**Exercise details**. Return the following entries exactly, word for word.

----------------------------------------

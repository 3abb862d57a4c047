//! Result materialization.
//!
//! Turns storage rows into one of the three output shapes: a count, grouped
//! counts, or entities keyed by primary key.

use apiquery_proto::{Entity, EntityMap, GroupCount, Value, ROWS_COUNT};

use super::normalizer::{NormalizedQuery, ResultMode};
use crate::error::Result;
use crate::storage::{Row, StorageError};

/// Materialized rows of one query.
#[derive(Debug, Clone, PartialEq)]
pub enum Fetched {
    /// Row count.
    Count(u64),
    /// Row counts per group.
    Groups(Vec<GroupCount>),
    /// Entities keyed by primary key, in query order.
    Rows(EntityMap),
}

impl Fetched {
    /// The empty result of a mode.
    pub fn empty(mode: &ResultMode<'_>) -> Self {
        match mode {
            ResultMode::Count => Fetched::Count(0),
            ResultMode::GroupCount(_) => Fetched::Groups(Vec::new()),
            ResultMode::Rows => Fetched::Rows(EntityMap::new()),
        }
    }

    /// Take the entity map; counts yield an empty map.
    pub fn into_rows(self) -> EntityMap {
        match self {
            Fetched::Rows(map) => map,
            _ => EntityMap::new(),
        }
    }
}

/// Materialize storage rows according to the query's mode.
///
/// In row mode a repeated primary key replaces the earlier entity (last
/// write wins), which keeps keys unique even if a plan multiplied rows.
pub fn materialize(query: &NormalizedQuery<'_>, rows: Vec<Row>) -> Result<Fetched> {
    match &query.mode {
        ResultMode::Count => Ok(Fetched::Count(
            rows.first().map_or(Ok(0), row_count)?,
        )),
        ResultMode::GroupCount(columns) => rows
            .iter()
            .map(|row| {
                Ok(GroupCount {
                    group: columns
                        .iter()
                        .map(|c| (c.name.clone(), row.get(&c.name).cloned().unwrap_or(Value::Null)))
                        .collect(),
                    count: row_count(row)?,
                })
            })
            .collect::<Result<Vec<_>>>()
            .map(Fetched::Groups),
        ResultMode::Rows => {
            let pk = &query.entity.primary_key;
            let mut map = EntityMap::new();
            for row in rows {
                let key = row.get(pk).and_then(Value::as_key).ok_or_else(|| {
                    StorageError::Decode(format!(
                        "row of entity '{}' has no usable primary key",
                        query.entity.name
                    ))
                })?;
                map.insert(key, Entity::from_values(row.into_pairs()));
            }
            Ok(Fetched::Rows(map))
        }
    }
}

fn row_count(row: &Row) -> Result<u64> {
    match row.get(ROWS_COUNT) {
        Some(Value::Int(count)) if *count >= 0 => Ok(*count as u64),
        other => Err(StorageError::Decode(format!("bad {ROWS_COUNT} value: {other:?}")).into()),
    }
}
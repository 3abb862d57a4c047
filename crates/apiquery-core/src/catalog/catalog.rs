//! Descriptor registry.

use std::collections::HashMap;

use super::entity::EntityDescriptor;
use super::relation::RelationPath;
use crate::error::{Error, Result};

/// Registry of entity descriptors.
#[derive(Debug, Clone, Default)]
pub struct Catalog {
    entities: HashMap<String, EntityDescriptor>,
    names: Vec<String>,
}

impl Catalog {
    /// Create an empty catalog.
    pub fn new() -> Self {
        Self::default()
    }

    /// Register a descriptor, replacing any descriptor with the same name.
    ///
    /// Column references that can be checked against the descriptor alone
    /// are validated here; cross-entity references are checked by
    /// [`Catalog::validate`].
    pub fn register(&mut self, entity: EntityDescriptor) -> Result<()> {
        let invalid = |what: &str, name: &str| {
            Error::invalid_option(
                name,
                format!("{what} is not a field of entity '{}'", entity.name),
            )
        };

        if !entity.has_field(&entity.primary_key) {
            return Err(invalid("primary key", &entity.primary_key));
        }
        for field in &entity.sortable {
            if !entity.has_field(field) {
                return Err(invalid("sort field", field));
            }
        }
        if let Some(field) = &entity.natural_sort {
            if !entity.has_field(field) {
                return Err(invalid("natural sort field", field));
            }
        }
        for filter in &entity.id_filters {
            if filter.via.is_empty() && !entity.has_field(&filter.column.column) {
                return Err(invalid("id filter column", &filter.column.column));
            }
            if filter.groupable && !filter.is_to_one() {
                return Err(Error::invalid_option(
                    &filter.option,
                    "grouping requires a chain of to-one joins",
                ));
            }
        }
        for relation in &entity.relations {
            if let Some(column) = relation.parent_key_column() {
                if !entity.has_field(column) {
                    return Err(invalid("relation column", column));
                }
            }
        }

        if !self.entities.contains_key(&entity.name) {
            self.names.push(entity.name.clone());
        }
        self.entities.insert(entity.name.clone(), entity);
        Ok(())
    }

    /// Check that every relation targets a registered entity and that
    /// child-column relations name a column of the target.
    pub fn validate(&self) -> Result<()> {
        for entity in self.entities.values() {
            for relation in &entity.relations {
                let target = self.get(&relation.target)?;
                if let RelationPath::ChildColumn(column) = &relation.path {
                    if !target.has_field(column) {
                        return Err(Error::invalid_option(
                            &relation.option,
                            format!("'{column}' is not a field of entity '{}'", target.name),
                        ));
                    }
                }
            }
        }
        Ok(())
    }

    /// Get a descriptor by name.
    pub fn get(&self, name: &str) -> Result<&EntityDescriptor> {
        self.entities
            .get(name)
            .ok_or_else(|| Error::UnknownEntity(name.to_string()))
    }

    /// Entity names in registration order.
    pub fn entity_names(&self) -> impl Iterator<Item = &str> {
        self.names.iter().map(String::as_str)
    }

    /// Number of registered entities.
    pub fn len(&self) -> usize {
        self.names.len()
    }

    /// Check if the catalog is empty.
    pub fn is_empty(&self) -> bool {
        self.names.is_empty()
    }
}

----------------------------------------

**Response to the task**.
repository 3abb862d57a4c047
//! Result materialization.
//!
//! Turns storage rows into one of the three output shapes: a count, grouped
//! counts, or entities keyed by primary key.

use apiquery_proto::{Entity, EntityMap, GroupCount, Value, ROWS_COUNT};

use super::normalizer::{NormalizedQuery, ResultMode};
use crate::error::Result;
use crate::storage::{Row, StorageError};

/// Materialized rows of one query.
#[derive(Debug, Clone, PartialEq)]
pub enum Fetched {
    /// Row count.
    Count(u64),
    /// Row counts per group.
    Groups(Vec<GroupCount>),
    /// Entities keyed by primary key, in query order.
    Rows(EntityMap),
}

impl Fetched {
    /// The empty result of a mode.
    pub fn empty(mode: &ResultMode<'_>) -> Self {
        match mode {
            ResultMode::Count => Fetched::Count(0),
            ResultMode::GroupCount(_) => Fetched::Groups(Vec::new()),
            ResultMode::Rows => Fetched::Rows(EntityMap::new()),
        }
    }

    /// Take the entity map; counts yield an empty map.
    pub fn into_rows(self) -> EntityMap {
        match self {
            Fetched::Rows(map) => map,
            _ => EntityMap::new(),
        }
    }
}

/// Materialize storage rows according to the query's mode.
///
/// In row mode a repeated primary key replaces the earlier entity (last
/// write wins), which keeps keys unique even if a plan multiplied rows.
pub fn materialize(query: &NormalizedQuery<'_>, rows: Vec<Row>) -> Result<Fetched> {
    match &query.mode {
        ResultMode::Count => Ok(Fetched::Count(
            rows.first().map_or(Ok(0), row_count)?,
        )),
        ResultMode::GroupCount(columns) => rows
            .iter()
            .map(|row| {
                Ok(GroupCount {
                    group: columns
                        .iter()
                        .map(|c| (c.name.clone(), row.get(&c.name).cloned().unwrap_or(Value::Null)))
                        .collect(),
                    count: row_count(row)?,
                })
            })
            .collect::<Result<Vec<_>>>()
            .map(Fetched::Groups),
        ResultMode::Rows => {
            let pk = &query.entity.primary_key;
            let mut map = EntityMap::new();
            for row in rows {
                let key = row.get(pk).and_then(Value::as_key).ok_or_else(|| {
                    StorageError::Decode(format!(
                        "row of entity '{}' has no usable primary key",
                        query.entity.name
                    ))
                })?;
                map.insert(key, Entity::from_values(row.into_pairs()));
            }
            Ok(Fetched::Rows(map))
        }
    }
}

fn row_count(row: &Row) -> Result<u64> {
    match row.get(ROWS_COUNT) {
        Some(Value::Int(count)) if *count >= 0 => Ok(*count as u64),
        other => Err(StorageError::Decode(format!("bad {ROWS_COUNT} value: {other:?}")).into()),
    }
}
repository 3abb862d57a4c047
filename crates/apiquery-core/src/catalog/catalog.rs
//! Descriptor registry.

use std::collections::HashMap;

use super::entity::EntityDescriptor;
use super::relation::RelationPath;
use crate::error::{Error, Result};

/// Registry of entity descriptors.
#[derive(Debug, Clone, Default)]
pub struct Catalog {
    entities: HashMap<String, EntityDescriptor>,
    names: Vec<String>,
}

impl Catalog {
    /// Create an empty catalog.
    pub fn new() -> Self {
        Self::default()
    }

    /// Register a descriptor, replacing any descriptor with the same name.
    ///
    /// Column references that can be checked against the descriptor alone
    /// are validated here; cross-entity references are checked by
    /// [`Catalog::validate`].
    pub fn register(&mut self, entity: EntityDescriptor) -> Result<()> {
        let invalid = |what: &str, name: &str| {
            Error::invalid_option(
                name,
                format!("{what} is not a field of entity '{}'", entity.name),
            )
        };

        if !entity.has_field(&entity.primary_key) {
            return Err(invalid("primary key", &entity.primary_key));
        }
        for field in &entity.sortable {
            if !entity.has_field(field) {
                return Err(invalid("sort field", field));
            }
        }
        if let Some(field) = &entity.natural_sort {
            if !entity.has_field(field) {
                return Err(invalid("natural sort field", field));
            }
        }
        for filter in &entity.id_filters {
            if filter.via.is_empty() && !entity.has_field(&filter.column.column) {
                return Err(invalid("id filter column", &filter.column.column));
            }
            if filter.groupable && !filter.is_to_one() {
                return Err(Error::invalid_option(
                    &filter.option,
                    "grouping requires a chain of to-one joins",
                ));
            }
        }
        for relation in &entity.relations {
            if let Some(column) = relation.parent_key_column() {
                if !entity.has_field(column) {
                    return Err(invalid("relation column", column));
                }
            }
        }

        if !self.entities.contains_key(&entity.name) {
            self.names.push(entity.name.clone());
        }
        self.entities.insert(entity.name.clone(), entity);
        Ok(())
    }

    /// Check that every relation targets a registered entity and that
    /// child-column relations name a column of the target.
    pub fn validate(&self) -> Result<()> {
        for entity in self.entities.values() {
            for relation in &entity.relations {
                let target = self.get(&relation.target)?;
                if let RelationPath::ChildColumn(column) = &relation.path {
                    if !target.has_field(column) {
                        return Err(Error::invalid_option(
                            &relation.option,
                            format!("'{column}' is not a field of entity '{}'", target.name),
                        ));
                    }
                }
            }
        }
        Ok(())
    }

    /// Get a descriptor by name.
    pub fn get(&self, name: &str) -> Result<&EntityDescriptor> {
        self.entities
            .get(name)
            .ok_or_else(|| Error::UnknownEntity(name.to_string()))
    }

    /// Entity names in registration order.
    pub fn entity_names(&self) -> impl Iterator<Item = &str> {
        self.names.iter().map(String::as_str)
    }

    /// Number of registered entities.
    pub fn len(&self) -> usize {
        self.names.len()
    }

    /// Check if the catalog is empty.
    pub fn is_empty(&self) -> bool {
        self.names.is_empty()
    }
}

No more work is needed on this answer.